=== Begin Enclosure ===
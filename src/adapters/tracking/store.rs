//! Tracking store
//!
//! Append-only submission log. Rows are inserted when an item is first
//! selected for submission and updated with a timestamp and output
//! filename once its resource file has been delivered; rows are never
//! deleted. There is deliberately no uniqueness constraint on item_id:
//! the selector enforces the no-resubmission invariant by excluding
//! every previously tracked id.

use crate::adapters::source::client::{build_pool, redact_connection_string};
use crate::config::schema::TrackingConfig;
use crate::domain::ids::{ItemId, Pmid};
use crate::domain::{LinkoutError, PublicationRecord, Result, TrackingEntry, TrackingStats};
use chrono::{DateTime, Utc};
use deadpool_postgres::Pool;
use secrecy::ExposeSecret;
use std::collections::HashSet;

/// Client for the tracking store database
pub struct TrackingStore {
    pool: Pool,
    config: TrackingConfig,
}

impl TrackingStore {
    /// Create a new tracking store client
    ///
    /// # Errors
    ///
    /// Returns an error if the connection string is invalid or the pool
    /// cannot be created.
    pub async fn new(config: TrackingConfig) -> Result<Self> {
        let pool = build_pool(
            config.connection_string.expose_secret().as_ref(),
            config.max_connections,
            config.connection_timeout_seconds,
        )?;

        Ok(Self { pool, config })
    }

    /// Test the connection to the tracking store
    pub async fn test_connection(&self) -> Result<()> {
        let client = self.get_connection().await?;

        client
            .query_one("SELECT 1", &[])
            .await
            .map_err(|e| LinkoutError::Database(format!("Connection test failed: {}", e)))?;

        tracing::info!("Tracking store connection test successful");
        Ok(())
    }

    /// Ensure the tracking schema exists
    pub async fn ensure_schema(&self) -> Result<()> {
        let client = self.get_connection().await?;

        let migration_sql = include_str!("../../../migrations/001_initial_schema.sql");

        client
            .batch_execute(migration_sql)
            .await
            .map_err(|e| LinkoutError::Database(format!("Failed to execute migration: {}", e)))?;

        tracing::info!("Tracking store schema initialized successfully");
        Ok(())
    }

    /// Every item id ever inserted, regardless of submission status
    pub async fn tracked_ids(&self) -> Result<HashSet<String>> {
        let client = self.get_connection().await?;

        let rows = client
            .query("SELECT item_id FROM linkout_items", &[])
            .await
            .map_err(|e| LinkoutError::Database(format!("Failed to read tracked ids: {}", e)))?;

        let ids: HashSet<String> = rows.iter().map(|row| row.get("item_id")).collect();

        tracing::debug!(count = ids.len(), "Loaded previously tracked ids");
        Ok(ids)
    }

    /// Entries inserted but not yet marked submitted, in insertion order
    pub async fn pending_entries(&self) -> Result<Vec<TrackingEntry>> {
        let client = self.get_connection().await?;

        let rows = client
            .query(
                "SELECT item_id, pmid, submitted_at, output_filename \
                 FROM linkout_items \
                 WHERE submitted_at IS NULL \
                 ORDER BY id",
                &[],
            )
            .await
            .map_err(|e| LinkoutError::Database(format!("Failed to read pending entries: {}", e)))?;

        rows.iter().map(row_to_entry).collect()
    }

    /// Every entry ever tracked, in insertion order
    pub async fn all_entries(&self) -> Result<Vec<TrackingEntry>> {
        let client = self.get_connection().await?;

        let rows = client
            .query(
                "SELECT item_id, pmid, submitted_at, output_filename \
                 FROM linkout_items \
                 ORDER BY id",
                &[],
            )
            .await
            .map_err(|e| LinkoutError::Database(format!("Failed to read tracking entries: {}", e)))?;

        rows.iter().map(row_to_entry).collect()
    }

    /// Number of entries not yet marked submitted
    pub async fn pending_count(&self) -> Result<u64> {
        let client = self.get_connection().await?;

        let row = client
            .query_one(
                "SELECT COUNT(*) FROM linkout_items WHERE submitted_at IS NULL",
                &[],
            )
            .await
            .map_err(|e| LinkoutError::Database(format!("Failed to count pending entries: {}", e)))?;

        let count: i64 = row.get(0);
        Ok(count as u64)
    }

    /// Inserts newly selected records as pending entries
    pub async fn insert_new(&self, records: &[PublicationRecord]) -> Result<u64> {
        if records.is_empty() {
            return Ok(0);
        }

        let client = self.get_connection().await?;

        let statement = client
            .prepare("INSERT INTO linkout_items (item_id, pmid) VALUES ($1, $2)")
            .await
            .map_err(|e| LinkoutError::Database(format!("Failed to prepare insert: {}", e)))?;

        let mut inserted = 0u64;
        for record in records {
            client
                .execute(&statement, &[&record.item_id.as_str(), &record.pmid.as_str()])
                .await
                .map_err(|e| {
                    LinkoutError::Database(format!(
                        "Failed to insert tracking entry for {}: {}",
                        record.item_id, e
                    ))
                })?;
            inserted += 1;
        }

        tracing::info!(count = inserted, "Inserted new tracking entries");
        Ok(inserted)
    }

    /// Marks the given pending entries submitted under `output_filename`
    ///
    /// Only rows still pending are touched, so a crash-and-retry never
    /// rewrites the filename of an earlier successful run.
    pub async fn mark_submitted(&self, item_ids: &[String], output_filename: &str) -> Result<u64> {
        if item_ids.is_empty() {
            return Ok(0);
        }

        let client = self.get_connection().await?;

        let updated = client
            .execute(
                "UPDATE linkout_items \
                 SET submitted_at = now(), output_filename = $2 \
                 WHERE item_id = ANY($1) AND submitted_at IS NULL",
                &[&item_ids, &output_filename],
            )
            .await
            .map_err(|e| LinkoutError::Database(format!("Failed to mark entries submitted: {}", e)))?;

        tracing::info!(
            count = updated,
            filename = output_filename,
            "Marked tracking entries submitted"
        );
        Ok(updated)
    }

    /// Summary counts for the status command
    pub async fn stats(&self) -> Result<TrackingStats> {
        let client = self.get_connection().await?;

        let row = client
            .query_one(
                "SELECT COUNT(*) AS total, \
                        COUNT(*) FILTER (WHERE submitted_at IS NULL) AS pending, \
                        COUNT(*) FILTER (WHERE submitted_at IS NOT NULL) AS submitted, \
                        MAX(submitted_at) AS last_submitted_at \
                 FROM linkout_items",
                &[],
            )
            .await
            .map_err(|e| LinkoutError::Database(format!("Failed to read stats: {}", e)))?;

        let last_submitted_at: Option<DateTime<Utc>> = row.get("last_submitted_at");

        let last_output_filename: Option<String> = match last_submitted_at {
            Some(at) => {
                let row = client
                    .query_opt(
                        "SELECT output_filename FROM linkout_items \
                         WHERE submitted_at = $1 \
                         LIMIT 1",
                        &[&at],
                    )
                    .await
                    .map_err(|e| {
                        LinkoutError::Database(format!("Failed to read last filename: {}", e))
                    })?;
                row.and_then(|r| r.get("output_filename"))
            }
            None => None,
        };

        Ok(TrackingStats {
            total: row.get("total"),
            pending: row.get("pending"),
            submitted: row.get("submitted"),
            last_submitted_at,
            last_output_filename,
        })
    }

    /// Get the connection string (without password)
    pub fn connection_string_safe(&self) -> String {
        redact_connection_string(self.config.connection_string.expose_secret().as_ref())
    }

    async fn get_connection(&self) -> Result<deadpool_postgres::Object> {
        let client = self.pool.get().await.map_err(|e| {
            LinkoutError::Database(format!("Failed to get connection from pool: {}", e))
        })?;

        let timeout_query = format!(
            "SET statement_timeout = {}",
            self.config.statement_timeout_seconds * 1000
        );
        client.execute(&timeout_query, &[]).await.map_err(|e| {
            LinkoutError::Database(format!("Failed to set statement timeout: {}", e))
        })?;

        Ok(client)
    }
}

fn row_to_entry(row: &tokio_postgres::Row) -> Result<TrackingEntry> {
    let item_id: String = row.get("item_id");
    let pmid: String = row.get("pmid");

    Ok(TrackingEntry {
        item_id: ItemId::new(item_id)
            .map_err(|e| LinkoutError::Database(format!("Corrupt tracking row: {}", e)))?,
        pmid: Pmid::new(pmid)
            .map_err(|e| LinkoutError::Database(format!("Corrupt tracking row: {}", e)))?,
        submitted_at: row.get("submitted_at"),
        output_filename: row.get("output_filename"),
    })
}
=== End Enclosure ===
● What you have to do
Looking through the data above, count the lines that include the string "WHERE" and give only the count.

● Task result
6